:: Problem ::
Take every line from the records below that includes the word "used".

(Saved entries)
□ □ □ □ □ □ □

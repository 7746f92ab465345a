//! Keeping article caches inside a group's article window
//!
//! Servers expire old articles, so the `[first, last]` window of a group moves
//! forward over time. Cached headers and bodies for articles that fell out of
//! the window are trimmed, and caches of groups that are no longer tracked are
//! removed altogether.
//!
//! On disk, an account's caches live under one directory:
//!
//! ```text
//! <cache_dir>/<account>/.active            group listing cache
//! <cache_dir>/<account>/<group>.hcache     header cache
//! <cache_dir>/<account>/<group>/<article>  body cache
//! ```

use crate::cache::{ArticleCache, DirCache};
use crate::error::{Outcome, Result};
use crate::group::NewsGroup;
use crate::registry::GroupRegistry;
use std::fs;
use std::io;
use std::path::{Path, PathBuf};
use tracing::{debug, trace};

/// Header cache key holding the `"<first> <last>"` window it was built for
pub const INDEX_KEY: &str = "index";

const HCACHE_SUFFIX: &str = ".hcache";

/// Article number of a cache key, `None` unless the key is exactly a number
pub fn article_key(key: &str) -> Option<u64> {
    if key.is_empty() || !key.bytes().all(|b| b.is_ascii_digit()) {
        return None;
    }
    key.parse().ok()
}

/// Parse a header cache index record
///
/// Trailing NULs and whitespace are ignored.
pub fn parse_index(raw: &[u8]) -> Option<(u64, u64)> {
    let text = std::str::from_utf8(raw).ok()?;
    let mut fields = text.trim_end_matches('\0').split_whitespace();
    let first = fields.next()?.parse().ok()?;
    let last = fields.next()?.parse().ok()?;
    Some((first, last))
}

/// Encode a header cache index record, NUL-terminated
pub fn format_index(first: u64, last: u64) -> Vec<u8> {
    let mut buf = format!("{} {}", first, last).into_bytes();
    buf.push(0);
    buf
}

/// Delete cached articles outside the group's `[first, last]` window
///
/// Keys that are not an article number are removed as well; the header
/// cache index is kept.
pub fn trim(group: &NewsGroup, cache: &mut dyn ArticleCache) -> Result<Outcome> {
    let mut outcome = Outcome::Unchanged;
    for key in cache.list("")? {
        if key == INDEX_KEY {
            continue;
        }
        let keep = article_key(&key)
            .is_some_and(|n| group.first_article <= n && n <= group.last_article);
        if !keep {
            trace!("{}: delete cached {}", group.name(), key);
            cache.delete(&key)?;
            outcome = Outcome::Updated;
        }
    }
    Ok(outcome)
}

/// Delete every cached entry of the group
pub fn purge(group: &mut NewsGroup, cache: &mut dyn ArticleCache) -> Result<Outcome> {
    group.last_cached = 0;
    purge_all(cache)
}

fn purge_all(cache: &mut dyn ArticleCache) -> Result<Outcome> {
    let keys = cache.list("")?;
    for key in &keys {
        cache.delete(key)?;
    }
    Ok(if keys.is_empty() {
        Outcome::Unchanged
    } else {
        Outcome::Updated
    })
}

/// Bring a header cache in line with the group's current window
///
/// The stored index tells the last article that was cached. Entries outside
/// the window are trimmed, then the index is rewritten if the window moved.
pub fn sync_header_index(group: &mut NewsGroup, cache: &mut dyn ArticleCache) -> Result<Outcome> {
    let old = cache.fetch(INDEX_KEY)?.and_then(|raw| parse_index(&raw));

    let mut outcome = Outcome::Unchanged;
    if let Some((_, last)) = old {
        debug!("{}: cached index last={}", group.name(), last);
        group.last_cached = last;
        outcome = trim(group, cache)?;
    }

    let current = (group.first_article, group.last_article);
    if old != Some(current) {
        debug!("{}: store index {} {}", group.name(), current.0, current.1);
        cache.store(INDEX_KEY, &format_index(current.0, current.1))?;
        outcome = Outcome::Updated;
    }
    Ok(outcome)
}

/// Recover bounds and `last_cached` from a header cache index
///
/// A group the server no longer lists adopts the cached window. The cached
/// last article becomes `last_cached` only if it still lies in the window.
pub fn recover_cached_bounds(group: &mut NewsGroup, cache: &dyn ArticleCache) -> Result<Outcome> {
    let Some((first, last)) = cache.fetch(INDEX_KEY)?.and_then(|raw| parse_index(&raw)) else {
        return Ok(Outcome::Unchanged);
    };

    if !group.present_on_server {
        group.first_article = first;
        group.last_article = last;
    }
    if group.first_article <= last && last <= group.last_article {
        group.last_cached = last;
        debug!("{} last_cached={}", group.name(), last);
    }
    Ok(Outcome::Updated)
}

/// An account's cache directory
#[derive(Debug, Clone)]
pub struct CacheDir {
    root: PathBuf,
}

impl CacheDir {
    /// Cache directory for the account namespace under `cache_dir`
    pub fn new(cache_dir: &Path, namespace: &str) -> Self {
        Self {
            root: cache_dir.join(namespace),
        }
    }

    /// Create the directory if needed
    pub fn create(&self) -> io::Result<()> {
        fs::create_dir_all(&self.root)
    }

    /// Account cache directory
    pub fn root(&self) -> &Path {
        &self.root
    }

    /// Location of the group listing cache
    pub fn active_path(&self) -> PathBuf {
        self.root.join(".active")
    }

    /// Location of a group's header cache
    ///
    /// `None` if the group name can't be used as a file name, see
    /// [`is_cacheable_name`].
    pub fn header_cache_path(&self, group: &str) -> Option<PathBuf> {
        is_cacheable_name(group).then(|| self.root.join(format!("{}{}", group, HCACHE_SUFFIX)))
    }

    /// A group's body cache, `None` for names that can't be a directory
    pub fn body_cache(&self, group: &str) -> Option<DirCache> {
        is_cacheable_name(group).then(|| DirCache::new(self.root.join(group)))
    }

    /// Names of groups that have a header cache file
    pub fn header_cache_groups(&self) -> Result<Vec<String>> {
        let entries = match fs::read_dir(&self.root) {
            Ok(entries) => entries,
            Err(e) if e.kind() == io::ErrorKind::NotFound => return Ok(Vec::new()),
            Err(e) => return Err(e.into()),
        };

        let mut groups = Vec::new();
        for entry in entries {
            let entry = entry?;
            let Some(name) = entry.file_name().to_str().map(str::to_string) else {
                continue;
            };
            if let Some(group) = hcache_group(&name) {
                if entry.file_type()?.is_file() {
                    groups.push(group.to_string());
                }
            }
        }
        groups.sort();
        Ok(groups)
    }

    /// Remove a group's header cache file and body cache entries
    ///
    /// If the group is tracked its `last_cached` marker is reset. A group
    /// whose name can't be used as a file name has no cache and is left alone.
    pub fn delete_group_cache(&self, name: &str, group: Option<&mut NewsGroup>) -> Result<()> {
        if !is_cacheable_name(name) {
            debug!("Not deleting cache of {:?}: unusable name", name);
            return Ok(());
        }
        let hcache = self.root.join(format!("{}{}", name, HCACHE_SUFFIX));
        let mut body = DirCache::new(self.root.join(name));

        match fs::remove_file(&hcache) {
            Ok(()) => debug!("Deleted {}", hcache.display()),
            Err(e) if e.kind() == io::ErrorKind::NotFound => {}
            Err(e) => return Err(e.into()),
        }

        match group {
            Some(group) => purge(group, &mut body)?,
            None => purge_all(&mut body)?,
        };
        debug!("Deleted {}/*", name);
        Ok(())
    }

    /// Remove caches of groups that are no longer worth keeping
    ///
    /// A cache survives only if its group is tracked and has ranges, is
    /// subscribed, or `save_unsubscribed` is set. Emptied body cache
    /// directories are removed. Returns the number of groups swept.
    pub fn sweep(&self, registry: &mut GroupRegistry, save_unsubscribed: bool) -> Result<usize> {
        let entries = match fs::read_dir(&self.root) {
            Ok(entries) => entries,
            Err(e) if e.kind() == io::ErrorKind::NotFound => return Ok(0),
            Err(e) => return Err(e.into()),
        };

        // (group, path, is_dir) for every header cache file and body cache dir
        let mut artifacts = Vec::new();
        for entry in entries {
            let entry = entry?;
            let Some(file_name) = entry.file_name().to_str().map(str::to_string) else {
                continue;
            };
            let Ok(meta) = fs::metadata(entry.path()) else {
                continue;
            };

            if meta.is_file() {
                if let Some(group) = hcache_group(&file_name) {
                    artifacts.push((group.to_string(), entry.path(), false));
                }
            } else if meta.is_dir() && is_cacheable_name(&file_name) {
                artifacts.push((file_name, entry.path(), true));
            }
        }

        let mut swept: Vec<String> = Vec::new();
        for (name, path, is_dir) in artifacts {
            let group = registry.get_mut(&name);
            if group.as_ref().is_some_and(|g| g.keeps_cache(save_unsubscribed)) {
                continue;
            }

            if !swept.contains(&name) {
                self.delete_group_cache(&name, group)?;
                swept.push(name);
            }
            if is_dir {
                match fs::remove_dir(&path) {
                    Ok(()) => debug!("Removed {}", path.display()),
                    Err(e) => debug!("Can't remove {}: {}", path.display(), e),
                }
            }
        }
        Ok(swept.len())
    }
}

/// Whether a group name is usable as a single file name in the cache directory
///
/// Empty names, `.`, `..` and names containing a path separator or NUL are
/// not: they would resolve to the cache root or outside of it.
pub fn is_cacheable_name(group: &str) -> bool {
    !group.is_empty() && group != "." && group != ".." && !group.contains(['/', '\\', '\0'])
}

fn hcache_group(file_name: &str) -> Option<&str> {
    file_name
        .strip_suffix(HCACHE_SUFFIX)
        .filter(|group| is_cacheable_name(group))
}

□ □ □ □ □ □ □

:: Result of this exercise ::
    /// `None` if the group name can't be used as a file name, see
    /// whose name can't be used as a file name has no cache and is left alone.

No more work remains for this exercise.